The blue painted concrete building has 30 rooms for residents, each ten square metres. It costs R300 per month to rent a room, although many people have their rent subsidised by the City of Cape Town. There are communal bathrooms and a kitchen, as well as common areas for people to relax.
Pickwick was developed and built by the City, but many operations within the facility are run by the Development Action Group (DAG).
Conrad Meyer, a project leader for DAG, described residents’ joy upon moving in, but wondered how the community would adjust from informal to formal living conditions.
“It’s been a remarkable change,” he said when GroundUp checked in on the Pickwick site on Wednesday, “and it’s happened so much faster than we ever expected. Where [the residents] came from at Pine Road, there were lots of gangs and accidents. No one was looking out for them. We thought the first few weeks might be crazy here. But people have already begun to change their lives.”
Lorenzo Johnson is new to DAG and works with Pickwick residents as a project support officer. He said that a quick adjustment to formal living is the best he could have hoped for the families. “I hope that the City will take notice of our successes here,” he said.
Pickwick is the first and only housing facility of its kind in the Western Cape, and DAG hopes that its success will push the City to develop new transitional housing for Cape Town’s many evicted people. The City has been criticised by housing activists for relocating people far from the city centre to places like Blikkiesdorp and Wolwerivier. Pickwick, by contrast, is a couple of kilometres from the city centre.
The facility has even created jobs for a few of its residents, hiring four current tenants as maintenance and cleaning staff.
Privacy and security are among the biggest advantages of moving to the facility for the residents. Shortly after the families moved in, community members met to create their own rules about maintenance, cleanliness, and access control with the building managers.
“Giving people a sense of agency, of control over their own lives is very important,” said Meyer. “We didn’t want to impose rules on anyone.”

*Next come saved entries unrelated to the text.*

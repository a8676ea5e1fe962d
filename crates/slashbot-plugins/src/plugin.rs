//! The plugin lifecycle trait.

use async_trait::async_trait;

use crate::context::PluginContext;
use crate::error::PluginResult;
use crate::manifest::PluginManifest;

/// A plugin instance.
///
/// Lifecycle: instantiate → `setup` → optional `activate` → live.
/// On shutdown, `deactivate` runs in reverse activation order.
#[async_trait]
pub trait Plugin: Send + Sync {
    /// The plugin's manifest. Must match the discovered manifest's id.
    fn manifest(&self) -> &PluginManifest;

    /// Register contributions. Runs before `activate`.
    ///
    /// # Errors
    ///
    /// An error marks the plugin failed; siblings are unaffected.
    async fn setup(&self, context: &dyn PluginContext) -> PluginResult<()>;

    /// Start background work after all contributions are registered.
    ///
    /// # Errors
    ///
    /// An error marks the plugin failed; siblings are unaffected.
    async fn activate(&self) -> PluginResult<()> {
        Ok(())
    }

    /// Stop background work. Failures are logged, never thrown.
    ///
    /// # Errors
    ///
    /// An error is logged by the caller.
    async fn deactivate(&self) -> PluginResult<()> {
        Ok(())
    }
}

At the Pine Road settlement, residents lived primarily in single-room wendy houses with multiple family members. At Pickwick, most people live in private single rooms. One resident, who preferred to be called Anna, says having her own space gives her peace of mind.
“I have learned to stock up on food and necessities since I came here,” she said, displaying a cupboard beneath her television set filled with food items.
Meyer said that residents feel safer here, as one can only access the building by fingerprint scans, which were taken during the initial move-in in May.
“They don’t have to worry about fires anymore either,” he said. GroundUp spoke to one resident who said fires had been common at Pine Road because people would cook over an open flame inside their houses.
Meyer said people were now using kettles and hot plates “and there’s enough electricity for everyone,” said Meyer.
He added that he had noticed a significant change in residents’ wellness and behaviour. While many younger residents struggled with daily alcohol or drug abuse, Meyer said that at Pickwick, people are motivated to stop.
“To see the psychological change in people is amazing,” he said. “Having proper shelter — a roof over your head — can change a person completely. The same people I used to see who were drunk or high every day, now I see them some days and they’re not […] some of them even ask me how they can stop, how they can get better.”
While the City has stalled on many of the housing projects in Woodstock and Salt River, construction is moving forward at the old Pine Road site, where a large social housing unit will be completed in 2021.
Pickwick residents who earn between R1,000 and R15,000 per month will have first priority to move into the housing, built on the land they occupied for more than 20 years. Residents who make less, or live primarily on social grants, will stay at Pickwick indefinitely, but Meyer said he doesn’t think they will mind too much.
“This is a good place for people […] things like water and electricity are paid for, and at social housing they’re not. I think some people will choose to stay.”